Problem:
Compute how many lines below contain the word "further" and respond with that number only.

Stored items:
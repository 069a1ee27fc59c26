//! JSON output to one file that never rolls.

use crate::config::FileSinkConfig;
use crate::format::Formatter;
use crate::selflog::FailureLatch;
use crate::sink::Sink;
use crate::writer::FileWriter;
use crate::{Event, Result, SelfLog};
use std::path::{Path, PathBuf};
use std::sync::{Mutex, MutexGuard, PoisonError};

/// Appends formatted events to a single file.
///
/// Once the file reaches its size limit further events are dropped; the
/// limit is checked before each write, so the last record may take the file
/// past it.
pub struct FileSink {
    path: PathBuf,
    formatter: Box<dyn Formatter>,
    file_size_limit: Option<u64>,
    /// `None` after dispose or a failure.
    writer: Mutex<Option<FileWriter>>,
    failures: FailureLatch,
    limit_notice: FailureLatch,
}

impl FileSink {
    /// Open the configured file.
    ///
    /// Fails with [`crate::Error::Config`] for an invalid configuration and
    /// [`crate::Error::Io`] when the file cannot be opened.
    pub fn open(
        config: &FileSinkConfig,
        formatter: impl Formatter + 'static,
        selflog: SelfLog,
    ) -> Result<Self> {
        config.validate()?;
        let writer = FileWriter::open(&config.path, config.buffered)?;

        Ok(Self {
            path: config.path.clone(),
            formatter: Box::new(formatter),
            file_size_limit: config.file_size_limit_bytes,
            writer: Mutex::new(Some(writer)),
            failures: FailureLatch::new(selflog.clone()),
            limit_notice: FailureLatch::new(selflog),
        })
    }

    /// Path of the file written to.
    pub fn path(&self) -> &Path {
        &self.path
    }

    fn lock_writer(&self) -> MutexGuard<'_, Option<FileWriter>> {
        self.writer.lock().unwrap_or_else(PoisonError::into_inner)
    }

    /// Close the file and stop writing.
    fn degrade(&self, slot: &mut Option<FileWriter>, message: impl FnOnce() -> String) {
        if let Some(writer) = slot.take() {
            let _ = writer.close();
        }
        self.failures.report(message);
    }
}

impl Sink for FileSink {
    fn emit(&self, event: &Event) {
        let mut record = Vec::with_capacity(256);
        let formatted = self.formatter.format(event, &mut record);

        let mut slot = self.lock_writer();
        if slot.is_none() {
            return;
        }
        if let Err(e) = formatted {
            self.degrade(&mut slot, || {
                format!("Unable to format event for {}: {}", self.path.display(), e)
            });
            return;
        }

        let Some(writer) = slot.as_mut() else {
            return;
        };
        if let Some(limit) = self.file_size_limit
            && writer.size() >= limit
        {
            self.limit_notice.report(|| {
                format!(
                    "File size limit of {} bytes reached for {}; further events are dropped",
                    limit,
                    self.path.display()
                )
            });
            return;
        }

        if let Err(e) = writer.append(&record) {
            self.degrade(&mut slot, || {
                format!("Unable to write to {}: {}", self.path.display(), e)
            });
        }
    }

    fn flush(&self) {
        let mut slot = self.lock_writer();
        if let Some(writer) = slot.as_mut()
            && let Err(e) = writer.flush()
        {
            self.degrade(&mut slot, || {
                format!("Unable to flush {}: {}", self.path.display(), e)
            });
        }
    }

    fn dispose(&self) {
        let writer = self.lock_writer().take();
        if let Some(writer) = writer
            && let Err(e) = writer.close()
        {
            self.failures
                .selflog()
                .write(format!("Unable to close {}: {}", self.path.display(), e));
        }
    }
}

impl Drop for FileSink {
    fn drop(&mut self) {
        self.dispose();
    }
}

Written response:
2